Could you tell me how to solve a differential equation of the form:

(y^2)''+A*y=0,

A=const.

It is a nonlinear second order equation, and not solvable by ordinary means. I suggest you use numerical methods to evaluate it. How did you get the reduction you presented?

misterT,

but isn't:

(y^2)''+A*y=0

Just

A*y + 2 = 0

because (y^2)'' = 2

No, (y(x)^2)'' = 2y(x)'^2+2y(x)*y(x)''

Ratch
 
Ratchit, misterT, is it really that: (y^2)''=2*(y')^2+2*y*y''
Probably, I put brackets correctly)).

Than the original equation takes the form:
2*(y')^2+2*y*y''+A*y=0,
where A=const.

Is it possible to solve this equation analytically? What method should start the solution?
 
Where did you get a problem like that? The solution does not look simple:

wolframalpha
 
..or did I get it wrong again.

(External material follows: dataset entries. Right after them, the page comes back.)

use crate::DEFAULT_LOG_LEVEL;

use std::convert::Infallible;
use std::ops::Deref;
use std::str::FromStr;

use log::LevelFilter;
use serde::{Deserialize, Deserializer};

/// Wrapper for LevelFilter with lenient deserialization
#[derive(Debug, Clone, Copy)]
pub struct LogLevel(pub LevelFilter);

impl<'de> Deserialize<'de> for LogLevel {
    fn deserialize<D>(deserializer: D) -> Result<Self, D::Error>
    where
        D: Deserializer<'de>,
    {
        let s = String::deserialize(deserializer)?;
        let Ok(level) = LogLevel::from_str(&s);
        Ok(level)
    }
}

impl From<LogLevel> for LevelFilter {
    fn from(log_level: LogLevel) -> Self {
        log_level.0
    }
}

impl Deref for LogLevel {
    type Target = LevelFilter;

    fn deref(&self) -> &Self::Target {
        &self.0
    }
}

impl FromStr for LogLevel {
    type Err = Infallible;

    /// Unrecognised names fall back to the default level.
    fn from_str(s: &str) -> Result<Self, Self::Err> {
        let level = match s.trim().to_lowercase().as_str() {
            "off" => LevelFilter::Off,
            "error" => LevelFilter::Error,
            "warn" => LevelFilter::Warn,
            "info" => LevelFilter::Info,
            "debug" => LevelFilter::Debug,
            "trace" => LevelFilter::Trace,
            _ => DEFAULT_LOG_LEVEL,
        };
        Ok(LogLevel(level))
    }
}
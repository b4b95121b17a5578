mod config;
mod error;
mod firestore_config;
mod log_level;
mod logging_config;
mod server_config;
mod store_backend;
mod store_config;

#[cfg(test)]
mod tests;

pub use config::Config;
pub use error::{ConfigError, ConfigErrorResult};
pub use firestore_config::FirestoreConfig;
pub use log_level::LogLevel;
pub use logging_config::LoggingConfig;
pub use server_config::ServerConfig;
pub use store_backend::StoreBackend;
pub use store_config::StoreConfig;

const CONFIG_DIR_ENV: &str = "LRP_CONFIG_DIR";
const DEFAULT_CONFIG_DIR: &str = ".lrp";
const CONFIG_FILENAME: &str = "config.toml";

const DEFAULT_HOST: &str = "0.0.0.0";
const DEFAULT_PORT: u16 = 8080;
const DEFAULT_SQLITE_FILENAME: &str = "requisitions.db";
const DEFAULT_FIRESTORE_BASE_URL: &str = "https://firestore.googleapis.com";
const DEFAULT_FIRESTORE_DATABASE: &str = "(default)";
const DEFAULT_LOG_LEVEL: log::LevelFilter = log::LevelFilter::Info;
const DEFAULT_LOG_DIRECTORY: &str = "log";
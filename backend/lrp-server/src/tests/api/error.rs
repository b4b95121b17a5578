use crate::ApiError;

use lrp_core::{ActionRequest, CoreError};
use lrp_store::StoreError;

use std::panic::Location;

use axum::response::IntoResponse;
use error_location::ErrorLocation;
use http::StatusCode;
use http_body_util::BodyExt;

async fn body_json(error: ApiError) -> (StatusCode, serde_json::Value) {
    let response = error.into_response();
    let status = response.status();
    let body = response.into_body().collect().await.unwrap().to_bytes();
    (status, serde_json::from_slice(&body).unwrap())
}

#[tokio::test]
async fn test_missing_field_returns_400_with_fixed_message_and_names() {
    let error = ApiError::MissingField {
        missing: vec!["reqId"],
        location: ErrorLocation::from(Location::caller()),
    };

    let (status, json) = body_json(error).await;

    assert_eq!(status, StatusCode::BAD_REQUEST);
    assert_eq!(json["ok"], false);
    assert_eq!(
        json["error"],
        "Missing required fields: reqId, pendingAction, actionBy"
    );
    assert_eq!(json["missing"], serde_json::json!(["reqId"]));
    assert!(json.get("details").is_none());
}

#[tokio::test]
async fn test_bad_request_returns_400_with_message() {
    let error = ApiError::BadRequest {
        message: "Expected request with `Content-Type: application/json`".into(),
        location: ErrorLocation::from(Location::caller()),
    };

    let (status, json) = body_json(error).await;

    assert_eq!(status, StatusCode::BAD_REQUEST);
    assert_eq!(json["ok"], false);
    assert!(json["error"].as_str().unwrap().contains("application/json"));
    assert!(json.get("missing").is_none());
}

#[tokio::test]
async fn test_store_error_returns_500_with_details_without_location() {
    let error = ApiError::from(StoreError::not_found("REQ-404"));

    let (status, json) = body_json(error).await;

    assert_eq!(status, StatusCode::INTERNAL_SERVER_ERROR);
    assert_eq!(json["ok"], false);
    assert_eq!(json["error"], "Server error");
    assert_eq!(json["details"], "No document to update: REQ-404");
}

#[tokio::test]
async fn test_remote_store_error_details_carry_status() {
    let error = ApiError::from(StoreError::remote(403, "Missing or insufficient permissions."));

    let (status, json) = body_json(error).await;

    assert_eq!(status, StatusCode::INTERNAL_SERVER_ERROR);
    assert_eq!(json["details"], "403 Missing or insufficient permissions.");
}

#[test]
fn test_core_missing_field_maps_to_missing_field() {
    let core: CoreError = ActionRequest {
        pending_action: Some("ADMIN_ASSIGN".into()),
        ..Default::default()
    }
    .validate()
    .unwrap_err();

    let error = ApiError::from(core);

    match error {
        ApiError::MissingField { missing, .. } => {
            assert_eq!(missing, vec!["reqId", "actionBy"]);
        }
        other => panic!("expected MissingField, got {other:?}"),
    }
}
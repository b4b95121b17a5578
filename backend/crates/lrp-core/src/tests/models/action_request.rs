use crate::{ActionRequest, CoreError};

use googletest::prelude::*;

fn full_request() -> ActionRequest {
    ActionRequest {
        req_id: Some("REQ-1".into()),
        pending_action: Some("ADMIN_ASSIGN".into()),
        action_by: Some("a@b.com".into()),
        action_reason: None,
        assignee_email: None,
        lifting_plan_drive_file_id: None,
    }
}

#[test]
fn given_all_required_fields_when_validate_then_ok() {
    // When
    let result = full_request().validate();

    // Then
    assert_that!(result, ok(anything()));
    let action = result.unwrap();
    assert_that!(action.req_id, eq("REQ-1"));
    assert_that!(action.pending_action, eq("ADMIN_ASSIGN"));
    assert_that!(action.action_by, eq("a@b.com"));
}

#[test]
fn given_missing_req_id_when_validate_then_missing_field_names_it() {
    // Given
    let request = ActionRequest {
        req_id: None,
        ..full_request()
    };

    // When
    let result = request.validate();

    // Then
    match result {
        Err(CoreError::MissingField { missing, .. }) => {
            assert_that!(missing, elements_are![eq(&"reqId")]);
        }
        other => panic!("Expected MissingField, got {:?}", other),
    }
}

#[test]
fn given_empty_strings_when_validate_then_all_reported_in_order() {
    // Given
    let request = ActionRequest {
        req_id: Some(String::new()),
        pending_action: Some(String::new()),
        action_by: None,
        ..full_request()
    };

    // When
    let result = request.validate();

    // Then
    match result {
        Err(CoreError::MissingField { missing, .. }) => {
            assert_that!(
                missing,
                elements_are![eq(&"reqId"), eq(&"pendingAction"), eq(&"actionBy")]
            );
        }
        other => panic!("Expected MissingField, got {:?}", other),
    }
}

#[test]
fn given_unknown_action_label_when_validate_then_still_ok() {
    // Given
    let request = ActionRequest {
        pending_action: Some("SOMETHING_ELSE".into()),
        ..full_request()
    };

    // When
    let result = request.validate();

    // Then
    assert_that!(result, ok(anything()));
}

#[test]
fn given_whitespace_only_req_id_when_validate_then_accepted_as_is() {
    // Given - only absent or empty values count as missing
    let request = ActionRequest {
        req_id: Some("  ".into()),
        ..full_request()
    };

    // When
    let result = request.validate();

    // Then
    assert_that!(result, ok(anything()));
}

#[test]
fn given_camel_case_json_when_deserialize_then_fields_populated() {
    // Given
    let body = r#"{
        "reqId": "REQ-7",
        "pendingAction": "ASSIGNEE_COMPLETE",
        "actionBy": "worker@site.com",
        "assigneeEmail": "",
        "liftingPlanDriveFileId": "drive-123",
        "somethingUnrelated": true
    }"#;

    // When
    let request: ActionRequest = serde_json::from_str(body).unwrap();

    // Then
    assert_that!(request.req_id, some(eq("REQ-7")));
    assert_that!(request.assignee_email, some(eq("")));
    assert_that!(request.lifting_plan_drive_file_id, some(eq("drive-123")));
    assert_that!(request.action_reason, none());
}

#[test]
fn given_null_required_field_when_deserialize_and_validate_then_missing() {
    // Given
    let body = r#"{"reqId": null, "pendingAction": "X", "actionBy": "a@b.com"}"#;
    let request: ActionRequest = serde_json::from_str(body).unwrap();

    // When
    let result = request.validate();

    // Then
    assert_that!(result, err(anything()));
    let msg = result.unwrap_err().to_string();
    assert_that!(msg, contains_substring("Missing required fields: reqId"));
}
//! Conversion between Firestore typed values and plain JSON.
//!
//! Firestore wraps every value in a single-key object naming its type
//! (`{"stringValue": "x"}`, `{"integerValue": "12"}`, ...). Listings hand
//! plain JSON to callers, so documents are unwrapped on the way out.

use serde_json::{Map, Value, json};

pub fn string_value(s: &str) -> Value {
    json!({ "stringValue": s })
}

pub fn timestamp_value(rfc3339: &str) -> Value {
    json!({ "timestampValue": rfc3339 })
}

/// Unwrap a document's `fields` map.
pub fn decode_fields(fields: &Map<String, Value>) -> Map<String, Value> {
    fields
        .iter()
        .map(|(k, v)| (k.clone(), decode_value(v)))
        .collect()
}

/// Unwrap one typed value. Unrecognised shapes decode to `null`.
pub fn decode_value(value: &Value) -> Value {
    let Some(obj) = value.as_object() else {
        return Value::Null;
    };
    let Some((kind, inner)) = obj.iter().next() else {
        return Value::Null;
    };

    match kind.as_str() {
        "stringValue" | "timestampValue" | "referenceValue" | "bytesValue" | "booleanValue"
        | "doubleValue" | "geoPointValue" => inner.clone(),
        // int64 travels as a decimal string
        "integerValue" => match inner {
            Value::String(s) => s
                .parse::<i64>()
                .map(Value::from)
                .unwrap_or_else(|_| inner.clone()),
            other => other.clone(),
        },
        "nullValue" => Value::Null,
        "mapValue" => match inner.get("fields").and_then(Value::as_object) {
            Some(fields) => Value::Object(decode_fields(fields)),
            None => Value::Object(Map::new()),
        },
        "arrayValue" => match inner.get("values").and_then(Value::as_array) {
            Some(values) => Value::Array(values.iter().map(decode_value).collect()),
            None => Value::Array(Vec::new()),
        },
        _ => Value::Null,
    }
}
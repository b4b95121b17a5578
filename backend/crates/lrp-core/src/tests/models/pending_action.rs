use crate::PendingAction;

#[test]
fn test_pending_action_labels() {
    assert_eq!(PendingAction::AdminAssign.as_str(), "ADMIN_ASSIGN");
    assert_eq!(
        PendingAction::AssigneeWaitingClientApproval.to_string(),
        "ASSIGNEE_WAITING_CLIENT_APPROVAL"
    );
}

#[test]
fn test_pending_action_all_labels_are_distinct() {
    let mut labels: Vec<&str> = PendingAction::ALL.iter().map(|a| a.as_str()).collect();
    labels.sort_unstable();
    labels.dedup();
    assert_eq!(labels.len(), PendingAction::ALL.len());
}

#[test]
fn test_pending_action_is_known_matches_exact_label_only() {
    assert!(PendingAction::is_known("ASSIGNEE_COMPLETE"));
    assert!(!PendingAction::is_known("assignee_complete"));
    assert!(!PendingAction::is_known("NOT_A_THING"));
}
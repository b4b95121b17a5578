use crate::{ConfigError, ConfigErrorResult, DEFAULT_SQLITE_FILENAME, FirestoreConfig, StoreBackend};

use std::path::Path;

use serde::Deserialize;

#[derive(Debug, Clone, Deserialize)]
#[serde(default)]
pub struct StoreConfig {
    pub backend: StoreBackend,
    /// Relative to the config directory
    pub sqlite_path: String,
    pub firestore: FirestoreConfig,
}

impl Default for StoreConfig {
    fn default() -> Self {
        Self {
            backend: StoreBackend::default(),
            sqlite_path: String::from(DEFAULT_SQLITE_FILENAME),
            firestore: FirestoreConfig::default(),
        }
    }
}

impl StoreConfig {
    pub fn validate(&self) -> ConfigErrorResult<()> {
        match self.backend {
            StoreBackend::Sqlite => {
                // Keep the database inside the config dir
                let path = Path::new(&self.sqlite_path);
                if self.sqlite_path.is_empty()
                    || path.is_absolute()
                    || self.sqlite_path.contains("..")
                {
                    return Err(ConfigError::store(
                        "store.sqlite_path must be relative and cannot contain '..'",
                    ));
                }
                Ok(())
            }
            StoreBackend::Firestore => self.firestore.validate(),
        }
    }
}
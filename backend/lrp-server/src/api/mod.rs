pub mod actions;
pub mod error;
pub mod requisitions;
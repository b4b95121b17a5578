use crate::{AppState, health, list_requisitions, pages, submit_action};

use axum::{
    Router,
    routing::{get, post},
};
use tower_http::cors::{Any, CorsLayer};

/// Build the application router with all endpoints
pub fn build_router(state: AppState) -> Router {
    Router::new()
        // Health check endpoints
        .route("/", get(health::health))
        .route("/health", get(health::health_check))
        // Operator pages
        .route("/portal", get(pages::portal))
        .route("/dashboard", get(pages::dashboard))
        // JSON API
        .route("/requisitions", get(list_requisitions))
        .route("/action", post(submit_action))
        // Add shared state
        .with_state(state)
        // CORS middleware (portal may be hosted elsewhere)
        .layer(
            CorsLayer::new()
                .allow_origin(Any)
                .allow_methods(Any)
                .allow_headers(Any),
        )
}
use lrp_store::RequisitionStore;

use std::sync::Arc;

/// Shared handler state. The store client is built once at startup and
/// never reconfigured.
#[derive(Clone)]
pub struct AppState {
    pub store: Arc<dyn RequisitionStore>,
}

impl AppState {
    pub fn new(store: Arc<dyn RequisitionStore>) -> Self {
        Self { store }
    }
}
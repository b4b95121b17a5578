use crate::error::{Result as ServerErrorResult, ServerError};

use lrp_config::{Config, ConfigError, FirestoreConfig, StoreBackend};
use lrp_store::{
    Credentials, FirestoreRequisitionStore, FirestoreSettings, RequisitionStore,
    SqliteRequisitionStore,
};

use std::sync::Arc;

use log::info;

/// Open the configured store backend. SQLite migrations run here.
pub async fn open_store(config: &Config) -> ServerErrorResult<Arc<dyn RequisitionStore>> {
    match config.store.backend {
        StoreBackend::Sqlite => {
            let path = config.sqlite_path()?;
            let store = SqliteRequisitionStore::connect(&path).await?;
            info!("SQLite store ready (migrations applied)");
            Ok(Arc::new(store))
        }
        StoreBackend::Firestore => {
            let settings = firestore_settings(&config.store.firestore)?;
            info!(
                "Using Firestore store: project={}, database={}, auth={}",
                settings.project_id,
                settings.database,
                settings.credentials.kind()
            );

            let store = FirestoreRequisitionStore::new(settings)?;
            Ok(Arc::new(store))
        }
    }
}

/// Resolve Firestore connection settings from validated configuration.
#[track_caller]
pub fn firestore_settings(config: &FirestoreConfig) -> ServerErrorResult<FirestoreSettings> {
    let project_id = config.project_id.clone().ok_or_else(|| {
        ServerError::from(ConfigError::store(
            "store.firestore.project_id is required for the firestore backend",
        ))
    })?;

    let credentials = match (&config.access_token, config.use_metadata_server) {
        (Some(token), _) => Credentials::Static(token.clone()),
        (None, true) => Credentials::metadata_server(),
        (None, false) => Credentials::Anonymous,
    };

    Ok(FirestoreSettings {
        base_url: config.base_url.clone(),
        project_id,
        database: config.database.clone(),
        credentials,
    })
}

Is this what you meant: wolframalpha
 
Hi,


Yes this is a non linear differential equation.

And in a differential equation context setting usually 'y' is taken to be a function of x, y being the dependent variable and x the independent variable, so y=f(x), and that means we have to use implicit differentiation.

So with y=f(x) we have derivatives:
y'=f'(x)
y"=f"(x)
and so on, and taking the first derivative of y^2 means doing it implicitly:
(y^2)'=2*y*y'
and taking the derivative one more time to get the second derivative we get:
(y^2)"=(2*y*y')'=2*(y*y"+y'*y')=2*y*y"+2*(y')^2

The constant A was left out in the original equation in other places in this thread for simplicity but of course that would have to be included for the true solution.
 
A function of the following form would be a good place to start thinking about this.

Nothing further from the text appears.